(Collected data)
* * * *

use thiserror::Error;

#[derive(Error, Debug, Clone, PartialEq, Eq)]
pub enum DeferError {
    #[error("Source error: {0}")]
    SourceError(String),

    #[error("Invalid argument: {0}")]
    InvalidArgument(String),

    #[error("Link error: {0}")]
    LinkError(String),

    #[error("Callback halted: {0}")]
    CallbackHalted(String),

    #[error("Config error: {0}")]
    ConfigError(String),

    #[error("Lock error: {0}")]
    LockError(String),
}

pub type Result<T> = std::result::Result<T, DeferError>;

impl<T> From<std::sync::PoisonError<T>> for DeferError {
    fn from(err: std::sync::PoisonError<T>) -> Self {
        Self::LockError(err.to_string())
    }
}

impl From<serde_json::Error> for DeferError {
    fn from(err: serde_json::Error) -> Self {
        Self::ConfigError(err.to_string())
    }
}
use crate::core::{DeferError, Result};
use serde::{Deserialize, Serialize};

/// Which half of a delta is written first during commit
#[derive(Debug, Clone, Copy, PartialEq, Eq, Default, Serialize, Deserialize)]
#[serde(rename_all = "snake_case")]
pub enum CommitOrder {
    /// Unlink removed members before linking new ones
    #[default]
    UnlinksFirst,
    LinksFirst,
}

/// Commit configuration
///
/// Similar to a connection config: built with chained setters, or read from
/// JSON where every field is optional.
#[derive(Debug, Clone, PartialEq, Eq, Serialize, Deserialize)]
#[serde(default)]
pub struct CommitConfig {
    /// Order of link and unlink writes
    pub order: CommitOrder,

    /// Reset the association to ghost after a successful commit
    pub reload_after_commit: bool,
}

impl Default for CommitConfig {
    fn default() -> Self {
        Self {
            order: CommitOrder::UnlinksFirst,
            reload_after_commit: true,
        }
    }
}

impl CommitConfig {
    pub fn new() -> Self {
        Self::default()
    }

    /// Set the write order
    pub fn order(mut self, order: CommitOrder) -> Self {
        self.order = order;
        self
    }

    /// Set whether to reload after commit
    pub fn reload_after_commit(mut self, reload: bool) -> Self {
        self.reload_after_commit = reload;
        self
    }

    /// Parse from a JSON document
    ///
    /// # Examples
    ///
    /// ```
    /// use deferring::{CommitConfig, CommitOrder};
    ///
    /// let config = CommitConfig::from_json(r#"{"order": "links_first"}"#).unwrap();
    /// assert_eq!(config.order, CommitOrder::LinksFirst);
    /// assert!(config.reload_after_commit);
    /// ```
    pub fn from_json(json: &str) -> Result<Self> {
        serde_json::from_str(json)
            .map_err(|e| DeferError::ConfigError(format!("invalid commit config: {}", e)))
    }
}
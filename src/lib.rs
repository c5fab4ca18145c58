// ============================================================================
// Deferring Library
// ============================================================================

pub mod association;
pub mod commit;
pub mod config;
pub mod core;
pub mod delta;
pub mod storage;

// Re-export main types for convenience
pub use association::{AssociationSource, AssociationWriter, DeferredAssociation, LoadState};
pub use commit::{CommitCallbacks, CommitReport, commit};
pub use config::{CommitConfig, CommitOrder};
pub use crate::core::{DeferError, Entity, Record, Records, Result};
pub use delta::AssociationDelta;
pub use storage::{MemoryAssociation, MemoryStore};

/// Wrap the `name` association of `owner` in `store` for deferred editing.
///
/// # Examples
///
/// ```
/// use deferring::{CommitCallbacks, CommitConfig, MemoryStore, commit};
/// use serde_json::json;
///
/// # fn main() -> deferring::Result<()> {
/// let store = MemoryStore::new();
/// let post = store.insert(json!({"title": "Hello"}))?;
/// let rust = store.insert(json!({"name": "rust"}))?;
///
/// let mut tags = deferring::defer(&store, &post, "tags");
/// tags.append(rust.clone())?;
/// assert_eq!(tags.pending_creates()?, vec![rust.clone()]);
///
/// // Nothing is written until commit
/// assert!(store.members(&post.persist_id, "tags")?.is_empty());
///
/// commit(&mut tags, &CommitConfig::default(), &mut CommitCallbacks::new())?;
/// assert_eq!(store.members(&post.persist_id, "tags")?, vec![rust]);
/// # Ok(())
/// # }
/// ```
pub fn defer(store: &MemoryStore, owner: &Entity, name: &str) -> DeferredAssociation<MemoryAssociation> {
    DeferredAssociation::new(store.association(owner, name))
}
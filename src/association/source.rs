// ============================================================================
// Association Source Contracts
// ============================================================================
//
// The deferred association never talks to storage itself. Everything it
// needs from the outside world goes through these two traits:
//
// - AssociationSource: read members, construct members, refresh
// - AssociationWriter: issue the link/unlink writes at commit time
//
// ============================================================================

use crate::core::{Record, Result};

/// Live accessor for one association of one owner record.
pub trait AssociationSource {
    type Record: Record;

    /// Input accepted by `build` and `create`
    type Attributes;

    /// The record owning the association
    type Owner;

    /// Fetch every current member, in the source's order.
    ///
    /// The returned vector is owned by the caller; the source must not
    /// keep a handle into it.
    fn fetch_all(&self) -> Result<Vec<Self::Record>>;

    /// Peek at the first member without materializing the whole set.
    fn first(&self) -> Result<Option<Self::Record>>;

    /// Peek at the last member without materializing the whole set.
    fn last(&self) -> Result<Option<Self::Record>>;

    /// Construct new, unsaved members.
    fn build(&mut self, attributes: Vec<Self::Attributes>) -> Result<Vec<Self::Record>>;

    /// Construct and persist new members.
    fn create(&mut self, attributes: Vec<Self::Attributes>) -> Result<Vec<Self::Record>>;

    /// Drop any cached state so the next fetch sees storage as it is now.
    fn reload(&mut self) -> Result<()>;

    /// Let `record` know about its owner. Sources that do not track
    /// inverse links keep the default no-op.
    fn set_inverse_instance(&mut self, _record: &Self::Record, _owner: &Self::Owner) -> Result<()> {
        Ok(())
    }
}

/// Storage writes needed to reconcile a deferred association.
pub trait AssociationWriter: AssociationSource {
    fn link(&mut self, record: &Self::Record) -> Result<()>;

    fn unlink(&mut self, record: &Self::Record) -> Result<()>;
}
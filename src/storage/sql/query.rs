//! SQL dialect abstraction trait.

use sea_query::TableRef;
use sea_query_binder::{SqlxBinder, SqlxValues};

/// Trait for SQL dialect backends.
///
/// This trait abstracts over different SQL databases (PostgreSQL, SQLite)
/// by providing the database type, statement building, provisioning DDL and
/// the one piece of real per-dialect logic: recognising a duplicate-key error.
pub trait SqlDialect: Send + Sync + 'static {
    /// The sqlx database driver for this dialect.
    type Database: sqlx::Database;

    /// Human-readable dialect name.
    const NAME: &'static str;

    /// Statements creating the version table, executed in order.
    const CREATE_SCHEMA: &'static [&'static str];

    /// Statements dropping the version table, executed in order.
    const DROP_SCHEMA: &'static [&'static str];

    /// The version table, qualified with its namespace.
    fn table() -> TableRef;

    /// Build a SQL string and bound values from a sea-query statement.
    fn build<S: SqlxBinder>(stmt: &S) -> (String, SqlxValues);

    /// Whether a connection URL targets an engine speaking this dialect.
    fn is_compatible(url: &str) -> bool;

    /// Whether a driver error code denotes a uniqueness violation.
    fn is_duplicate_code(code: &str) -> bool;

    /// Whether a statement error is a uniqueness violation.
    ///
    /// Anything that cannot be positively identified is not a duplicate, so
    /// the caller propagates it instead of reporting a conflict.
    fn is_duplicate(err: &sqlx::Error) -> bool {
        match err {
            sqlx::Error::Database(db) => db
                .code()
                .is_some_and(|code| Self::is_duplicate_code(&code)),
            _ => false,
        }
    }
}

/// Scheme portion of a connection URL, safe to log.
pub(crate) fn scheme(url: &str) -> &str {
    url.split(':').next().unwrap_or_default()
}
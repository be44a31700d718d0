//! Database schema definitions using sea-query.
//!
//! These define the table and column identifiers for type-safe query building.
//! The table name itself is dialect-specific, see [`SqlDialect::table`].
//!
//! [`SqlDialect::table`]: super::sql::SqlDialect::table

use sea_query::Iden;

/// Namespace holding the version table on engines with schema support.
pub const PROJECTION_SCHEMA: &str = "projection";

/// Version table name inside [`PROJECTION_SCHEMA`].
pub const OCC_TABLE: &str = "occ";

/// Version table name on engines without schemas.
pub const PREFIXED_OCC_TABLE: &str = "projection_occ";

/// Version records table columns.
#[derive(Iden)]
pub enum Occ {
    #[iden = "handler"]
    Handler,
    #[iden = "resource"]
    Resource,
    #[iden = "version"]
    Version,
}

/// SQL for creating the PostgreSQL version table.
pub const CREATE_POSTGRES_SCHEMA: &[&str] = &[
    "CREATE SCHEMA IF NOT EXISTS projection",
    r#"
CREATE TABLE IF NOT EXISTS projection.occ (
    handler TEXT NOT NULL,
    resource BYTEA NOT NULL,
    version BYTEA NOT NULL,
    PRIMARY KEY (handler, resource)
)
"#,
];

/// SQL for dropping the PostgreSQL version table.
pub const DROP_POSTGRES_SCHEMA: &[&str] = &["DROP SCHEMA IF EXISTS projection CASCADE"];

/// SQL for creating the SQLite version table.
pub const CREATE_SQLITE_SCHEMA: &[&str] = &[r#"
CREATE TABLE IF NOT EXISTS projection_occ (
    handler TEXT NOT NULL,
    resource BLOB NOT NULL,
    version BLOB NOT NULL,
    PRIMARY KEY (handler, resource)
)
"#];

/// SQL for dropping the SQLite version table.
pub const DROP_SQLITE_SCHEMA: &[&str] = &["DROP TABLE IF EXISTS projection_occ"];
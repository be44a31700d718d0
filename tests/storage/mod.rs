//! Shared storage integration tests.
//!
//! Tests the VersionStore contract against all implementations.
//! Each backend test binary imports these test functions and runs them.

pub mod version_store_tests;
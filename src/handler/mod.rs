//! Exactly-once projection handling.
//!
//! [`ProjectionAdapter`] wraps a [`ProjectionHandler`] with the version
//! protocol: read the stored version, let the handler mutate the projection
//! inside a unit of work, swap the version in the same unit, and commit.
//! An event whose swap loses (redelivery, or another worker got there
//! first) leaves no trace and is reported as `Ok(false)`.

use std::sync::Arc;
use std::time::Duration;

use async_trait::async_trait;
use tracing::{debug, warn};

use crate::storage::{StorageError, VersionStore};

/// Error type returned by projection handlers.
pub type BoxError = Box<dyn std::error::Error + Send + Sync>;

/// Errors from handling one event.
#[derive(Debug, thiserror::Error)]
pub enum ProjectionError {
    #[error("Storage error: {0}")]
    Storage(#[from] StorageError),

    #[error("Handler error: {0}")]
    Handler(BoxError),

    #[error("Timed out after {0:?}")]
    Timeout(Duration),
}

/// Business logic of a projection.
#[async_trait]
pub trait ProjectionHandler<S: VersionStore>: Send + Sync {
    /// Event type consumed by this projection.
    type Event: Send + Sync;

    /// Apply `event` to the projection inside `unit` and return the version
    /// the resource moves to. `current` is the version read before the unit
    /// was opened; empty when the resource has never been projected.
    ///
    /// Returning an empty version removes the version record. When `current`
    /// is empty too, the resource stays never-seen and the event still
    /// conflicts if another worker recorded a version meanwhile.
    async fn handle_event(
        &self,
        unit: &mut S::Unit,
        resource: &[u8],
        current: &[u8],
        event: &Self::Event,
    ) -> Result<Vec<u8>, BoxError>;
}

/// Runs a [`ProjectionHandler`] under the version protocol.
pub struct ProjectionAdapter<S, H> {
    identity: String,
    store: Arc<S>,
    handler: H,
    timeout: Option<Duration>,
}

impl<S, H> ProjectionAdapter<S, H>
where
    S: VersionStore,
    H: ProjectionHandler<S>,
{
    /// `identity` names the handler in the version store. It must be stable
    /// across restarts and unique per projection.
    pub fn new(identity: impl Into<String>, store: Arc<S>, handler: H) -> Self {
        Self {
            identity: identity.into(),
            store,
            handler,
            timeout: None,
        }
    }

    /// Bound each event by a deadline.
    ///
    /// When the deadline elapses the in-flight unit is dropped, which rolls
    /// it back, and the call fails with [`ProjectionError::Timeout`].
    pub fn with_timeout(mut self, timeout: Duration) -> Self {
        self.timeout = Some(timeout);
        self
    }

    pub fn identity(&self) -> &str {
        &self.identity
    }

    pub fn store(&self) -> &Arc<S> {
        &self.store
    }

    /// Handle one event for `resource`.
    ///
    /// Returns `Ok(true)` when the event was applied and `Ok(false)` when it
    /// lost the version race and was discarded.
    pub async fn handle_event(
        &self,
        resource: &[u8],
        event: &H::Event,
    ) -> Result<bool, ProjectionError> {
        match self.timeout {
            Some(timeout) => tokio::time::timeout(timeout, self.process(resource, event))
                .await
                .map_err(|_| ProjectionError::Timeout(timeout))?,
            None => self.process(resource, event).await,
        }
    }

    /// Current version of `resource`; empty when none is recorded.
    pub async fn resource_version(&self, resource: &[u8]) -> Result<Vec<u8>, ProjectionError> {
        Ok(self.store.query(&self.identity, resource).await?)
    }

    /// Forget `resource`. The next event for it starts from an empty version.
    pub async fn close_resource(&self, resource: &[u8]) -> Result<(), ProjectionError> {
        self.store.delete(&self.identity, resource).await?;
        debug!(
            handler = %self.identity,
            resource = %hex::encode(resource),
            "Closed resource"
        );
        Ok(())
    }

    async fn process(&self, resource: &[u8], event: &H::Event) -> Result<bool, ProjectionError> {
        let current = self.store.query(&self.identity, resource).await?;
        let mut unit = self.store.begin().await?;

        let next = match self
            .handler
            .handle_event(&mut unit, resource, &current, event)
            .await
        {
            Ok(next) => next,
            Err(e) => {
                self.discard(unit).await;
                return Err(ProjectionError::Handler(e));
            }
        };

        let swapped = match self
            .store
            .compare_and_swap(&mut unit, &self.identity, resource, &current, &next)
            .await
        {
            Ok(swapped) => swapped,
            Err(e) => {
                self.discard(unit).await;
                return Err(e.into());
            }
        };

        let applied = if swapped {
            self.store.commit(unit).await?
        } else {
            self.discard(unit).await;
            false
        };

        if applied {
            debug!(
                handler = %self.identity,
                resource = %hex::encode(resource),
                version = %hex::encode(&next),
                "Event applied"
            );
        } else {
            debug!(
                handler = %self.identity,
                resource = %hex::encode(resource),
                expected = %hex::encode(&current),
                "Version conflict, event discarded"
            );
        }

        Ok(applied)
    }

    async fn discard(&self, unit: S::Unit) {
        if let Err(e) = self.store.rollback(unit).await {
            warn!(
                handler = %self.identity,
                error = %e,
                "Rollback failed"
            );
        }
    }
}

* * * *

| WORK ORDER |
Starting at the line that has "is a uniqueness violation." and ending at the line that has "pub const OCC_TABLE: &str", please write out the lines above exactly, leaving out all others.

| COMPLETED EXERCISE |
    /// Whether a statement error is a uniqueness violation.
    ///
    /// Anything that cannot be positively identified is not a duplicate, so
    /// the caller propagates it instead of reporting a conflict.
    fn is_duplicate(err: &sqlx::Error) -> bool {
        match err {
            sqlx::Error::Database(db) => db
                .code()
                .is_some_and(|code| Self::is_duplicate_code(&code)),
            _ => false,
        }
    }
}

/// Scheme portion of a connection URL, safe to log.
pub(crate) fn scheme(url: &str) -> &str {
    url.split(':').next().unwrap_or_default()
}
repository be44a31700d718d0
//! Database schema definitions using sea-query.
//!
//! These define the table and column identifiers for type-safe query building.
//! The table name itself is dialect-specific, see [`SqlDialect::table`].
//!
//! [`SqlDialect::table`]: super::sql::SqlDialect::table

use sea_query::Iden;

/// Namespace holding the version table on engines with schema support.
pub const PROJECTION_SCHEMA: &str = "projection";

/// Version table name inside [`PROJECTION_SCHEMA`].
pub const OCC_TABLE: &str = "occ";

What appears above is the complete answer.